By Sarah Holton (Children and Young People's Officer: Complex
Needs, RNIB.)
VITAL (Visual Impairment Touches All Learning) is a network of regional focus groups for professionals who work with children with complex needs and visual impairment.
The bi-annual VITAL Convention, which brings the network together as a whole, took place on Monday 12th November 2012 at Hamilton House in London and focused on supporting children with degenerative conditions . We were seeking to address the challenges faced by children losing sight and hearing, as well as conditions that affect a broader range of skills and abilities, including life-limiting diseases.
The Convention was attended by 120 delegates who came from educational and therapeutic backgrounds.
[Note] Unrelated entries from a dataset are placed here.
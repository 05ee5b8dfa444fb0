use serde::{Deserialize, Serialize};
use thiserror::Error;

/// Failure classes the content server reports in its JSON error bodies.
#[derive(Debug, Clone, Copy, PartialEq, Eq, Serialize, Deserialize)]
#[serde(rename_all = "snake_case")]
pub enum ErrorCode {
    /// Unknown page, component or data file.
    NotFound,
    /// A contact submission failed validation.
    Validation,
    Internal,
}

/// Body of every non-2xx JSON response from the content server.
#[derive(Debug, Clone, Serialize, Deserialize)]
pub struct ApiError {
    pub code: ErrorCode,
    pub message: String,
}

impl ApiError {
    pub fn new(code: ErrorCode, message: impl Into<String>) -> Self {
        Self {
            code,
            message: message.into(),
        }
    }

    pub fn not_found(what: &str) -> Self {
        Self::new(ErrorCode::NotFound, format!("{what} not found"))
    }
}

#[derive(Debug, Error)]
#[error("{code:?}: {message}")]
pub struct ApiException {
    pub code: ErrorCode,
    pub message: String,
}

impl ApiException {
    pub fn validation(message: impl Into<String>) -> Self {
        Self {
            code: ErrorCode::Validation,
            message: message.into(),
        }
    }
}

impl From<ApiException> for ApiError {
    fn from(value: ApiException) -> Self {
        Self::new(value.code, value.message)
    }
}

#[cfg(test)]
mod tests {
    use super::*;

    #[test]
    fn error_bodies_use_snake_case_codes() {
        let body = serde_json::to_value(ApiError::not_found("about.html")).expect("json");
        assert_eq!(body["code"], "not_found");
        assert_eq!(body["message"], "about.html not found");

        let error = ApiError::from(ApiException::validation("email must contain '@'"));
        assert_eq!(error.code, ErrorCode::Validation);
    }
}
use std::sync::{
    atomic::{AtomicBool, Ordering},
    Arc,
};

use anyhow::Result;
use async_trait::async_trait;
use tracing::{debug, warn};

use super::{Component, UiEvent, MOBILE_BREAKPOINT};
use crate::{
    markup,
    shell::{Region, ShellDocument},
    state::{StatePatch, StateStore},
};

const TOGGLE_CLASS: &str = "nav-toggle";
const MENU_CLASS: &str = "nav-menu";

/// Mobile navigation menu inside the header. Only open/close state lives
/// here; active links belong to the router.
pub struct NavMenu {
    shell: Arc<dyn ShellDocument>,
    state: StateStore,
    attached: AtomicBool,
}

impl NavMenu {
    pub fn new(shell: Arc<dyn ShellDocument>, state: StateStore) -> Self {
        Self {
            shell,
            state,
            attached: AtomicBool::new(false),
        }
    }

    pub fn is_open(&self) -> bool {
        self.state.snapshot().mobile_menu_open
    }

    pub fn is_attached(&self) -> bool {
        self.attached.load(Ordering::Acquire)
    }

    pub fn toggle(&self) -> bool {
        let open = !self.is_open();
        self.state.set(StatePatch::new().mobile_menu_open(open));
        open
    }

    pub fn close(&self) -> bool {
        self.state.set(StatePatch::new().mobile_menu_open(false))
    }

    fn has_controls(&self) -> bool {
        let Some(header) = self.shell.region(Region::Header) else {
            return false;
        };
        let tags = markup::start_tags(&header);
        let has = |class: &str| tags.iter().any(|tag| tag.has_class(class));
        has(TOGGLE_CLASS) && has(MENU_CLASS)
    }
}

#[async_trait]
impl Component for NavMenu {
    fn name(&self) -> &'static str {
        "navigation"
    }

    async fn render(&self) -> Result<()> {
        self.attach_event_listeners();
        Ok(())
    }

    fn attach_event_listeners(&self) {
        if !self.has_controls() {
            warn!(".nav-toggle or .nav-menu not found in header; mobile menu disabled");
            return;
        }
        self.close();
        self.attached.store(true, Ordering::Release);
    }

    fn handle_event(&self, event: &UiEvent) -> bool {
        if !self.is_attached() {
            return false;
        }
        match event {
            UiEvent::MenuToggle => {
                let open = self.toggle();
                debug!(open, "mobile menu toggled");
                true
            }
            UiEvent::KeyDown(key) if key == "Escape" && self.is_open() => self.close(),
            UiEvent::Click { inside_menu: false } if self.is_open() => self.close(),
            UiEvent::Resize { width } if *width > MOBILE_BREAKPOINT && self.is_open() => self.close(),
            _ => false,
        }
    }

    fn destroy(&self) {
        self.attached.store(false, Ordering::Release);
    }
}
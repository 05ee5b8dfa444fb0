use std::sync::{
    atomic::{AtomicUsize, Ordering},
    Mutex,
};

use anyhow::Result;
use async_trait::async_trait;
use tracing::debug;

use super::format_count;
use crate::{
    behavior::{ActivationGuard, PageBehavior, PageContext},
    lock,
    markup::{self, Tag},
};

/// Home page: metric counters and the typed subtitle.
#[derive(Default)]
pub struct HomeBehavior {
    guard: ActivationGuard,
    initializations: AtomicUsize,
    metrics: Mutex<Vec<f64>>,
}

impl HomeBehavior {
    pub fn new() -> Self {
        Self::default()
    }

    pub fn initializations(&self) -> usize {
        self.initializations.load(Ordering::Acquire)
    }

    pub fn metrics(&self) -> Vec<f64> {
        lock(&self.metrics).clone()
    }
}

fn metric_target(tag: &Tag) -> Option<f64> {
    tag.attr("data-metric")
        .map(|raw| raw.trim().parse::<f64>().unwrap_or(0.0))
        .filter(|value| value.is_finite())
}

fn typed_text(tag: &Tag) -> Option<String> {
    tag.attr("data-typing")
        .or_else(|| tag.attr("data-typing-text"))
        .filter(|text| !text.trim().is_empty())
        .map(str::to_string)
}

#[async_trait]
impl PageBehavior for HomeBehavior {
    async fn activate(&self, context: &PageContext) -> Result<()> {
        if !self.guard.begin(context.generation) {
            return Ok(());
        }
        self.initializations.fetch_add(1, Ordering::AcqRel);

        let mut metrics = Vec::new();
        context.update_viewport(|html| {
            let (rewritten, changed) = markup::rewrite_text(html, |tag| {
                if let Some(target) = metric_target(tag) {
                    metrics.push(target);
                    return Some(format_count(target));
                }
                typed_text(tag)
            });
            (changed > 0).then_some(rewritten)
        });
        debug!(generation = context.generation, metrics = metrics.len(), "home initialized");
        *lock(&self.metrics) = metrics;
        Ok(())
    }
}
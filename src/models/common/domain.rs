#[cfg(test)]
#[path = "../../../tests/unit/models/common/domain_test.rs"]
mod domain_test;

use crate::models::common::Duration;

/// Represents a time window with inclusive bounds.
#[derive(Clone, Debug, Eq, Hash, PartialEq)]
pub struct TimeWindow {
    /// Start of the time window.
    pub start: Duration,
    /// End of the time window.
    pub end: Duration,
}

impl TimeWindow {
    /// Creates a new instance of `TimeWindow`.
    pub fn new(start: Duration, end: Duration) -> Self {
        debug_assert!(start <= end);
        Self { start, end }
    }

    /// Returns an unlimited time window.
    pub fn max() -> Self {
        Self { start: 0, end: Duration::MAX }
    }

    /// Checks whether the time window contains the given time.
    pub fn contains(&self, time: Duration) -> bool {
        self.start <= time && time <= self.end
    }

    /// Returns the length of the time window.
    pub fn length(&self) -> Duration {
        self.end - self.start
    }
}
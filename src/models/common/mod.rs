//! Common models shared by problem and solution types.

mod amount;
pub use self::amount::Amount;

mod domain;
pub use self::domain::TimeWindow;

mod primitives;
pub use self::primitives::*;
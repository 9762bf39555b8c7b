#[cfg(test)]
#[path = "../../tests/unit/models/matrix_test.rs"]
mod matrix_test;

use crate::models::common::{Cost, Location};
use crate::utils::{GenericError, GenericResult};
use std::ops::Index;

/// A square travel cost matrix indexed by location, stored row major so that
/// `matrix[from][to]` reads a single cost.
#[derive(Clone, Debug)]
pub struct Matrix {
    size: usize,
    data: Vec<Cost>,
}

impl Matrix {
    /// Creates a new instance of `Matrix` from row-major data.
    pub fn new(size: usize, data: Vec<Cost>) -> GenericResult<Self> {
        if data.len() != size * size {
            return Err(GenericError::from(format!(
                "cannot create matrix: expected {} values, got {}",
                size * size,
                data.len()
            )));
        }

        Ok(Self { size, data })
    }

    /// Creates a new instance of `Matrix` by evaluating the given function for
    /// every (from, to) pair.
    pub fn from_fn<F: Fn(Location, Location) -> Cost>(size: usize, costs: F) -> Self {
        let data = (0..size * size).map(|idx| costs(idx / size, idx % size)).collect();
        Self { size, data }
    }

    /// Returns the number of locations covered by the matrix.
    pub fn size(&self) -> usize {
        self.size
    }
}

impl Index<Location> for Matrix {
    type Output = [Cost];

    fn index(&self, from: Location) -> &Self::Output {
        &self.data[from * self.size..(from + 1) * self.size]
    }
}
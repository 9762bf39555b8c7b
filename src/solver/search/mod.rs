//! Local search operators consuming routes and solution state.

mod cross_exchange;
pub use self::cross_exchange::CrossExchange;
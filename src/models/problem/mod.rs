//! Problem definition models.

mod fleet;
pub use self::fleet::Vehicle;

mod jobs;
pub use self::jobs::{Job, Skill, Skills};
use crate::models::common::{Amount, Duration, Location, TimeWindow};
use hashbrown::HashSet;

/// A skill required by a job or provided by a vehicle.
pub type Skill = u32;

/// A set of skills.
pub type Skills = HashSet<Skill>;

/// Represents a job: a single visit which picks up and/or delivers some
/// amount at a location within one of its time windows.
#[derive(Clone, Debug)]
pub struct Job {
    /// A job id.
    pub id: u64,

    /// Location of the job.
    pub location: Location,

    /// Amount picked up at the job, non-negative in every component.
    pub pickup: Amount,

    /// Amount delivered to the job, non-negative in every component.
    pub delivery: Amount,

    /// Service duration spent at the job location.
    pub service: Duration,

    /// Non-empty list of disjoint time windows ordered by start. Service may
    /// begin within any of them.
    pub tws: Vec<TimeWindow>,

    /// Skills required to serve the job.
    pub skills: Skills,
}

impl Job {
    /// Creates a new instance of `Job` without skill requirements.
    pub fn new(
        id: u64,
        location: Location,
        pickup: Amount,
        delivery: Amount,
        service: Duration,
        tws: Vec<TimeWindow>,
    ) -> Self {
        Self { id, location, pickup, delivery, service, tws, skills: Skills::default() }
    }
}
Keynote speakers were Janet Thompson (HMI, National Adviser for SEND at Ofsted), Barbara Cole (Batten Disease Family
Association) and Gail Deuce (SENSE).
Access to education is widely accepted as an entitlement, a legal right and a positive benefit to children and young people as they grow and develop.
Assumptions are made that educating children and young people will take them on a progressive route upwards, where they learn more skills, acquire more knowledge and generally become able to participate in the world at an increasingly sophisticated level.
Working with disabled children can challenge these assumptions.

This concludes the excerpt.